Orthoptera

Orthopterans occur worldwide, except in the coldest areas. 25,300 species have so far been named in 40 families. The order is easily identified by their large hind legs developed for jumping.

The Orthoptera are a group of easily recognised insects. The order is divided into two suborders – Ensifera and Caelifera:

Caelifera

The Caelifera have short antennae with less than 30 segments. Their hearing organs are on the side of the abdomen, and they usually sing by rubbing the inside of their hind legs against their forewing. All are herbivorous and mainly diurnal. The group includes:

  • grasshoppers
  • locusts
  • groundhoppers
Ensifera

The Ensifera all have long thread-like antennae with more than 30 segments, their hearing organs (if present) are at the base of the fore-tibiae, and they sing by rubbing the forewings over each other.
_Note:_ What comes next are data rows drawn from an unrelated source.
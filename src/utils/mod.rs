pub mod command;
pub mod download;
pub mod fastq;
pub mod file;
pub mod metrics;
pub mod plotting;
pub mod sambam;
pub mod streams;
pub mod system;
pub mod tables;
The Ensifera are often nocturnal and are generally omnivorous, although some are predatory. The group includes:

  • crickets
  • bush-crickets
  • mole-crickets
  • camel-crickets

The two sub groups share many characteristics:

  • they have enlarged hind legs which are used for jumping
  • In the winged forms the fore wings are toughened to form tegmina, the hind wings are membranous and folded fan like
  • They normally have large well developed compound eyes as well as three ocelli
  • their cerci are normally short and one segmented and their mandibulate mouth parts are designed for biting and chewing

About the name

Caelifera
The Caelifera are named for the shape of the ovipositor, which is short and upcurved like an engraving tool and is from the Latin caelum meaning engraving tool.

Ensifera
The Ensifera are named by the shape of their ovipositor also which is sword shaped and is from the Latin ensifer meaning sword bearer.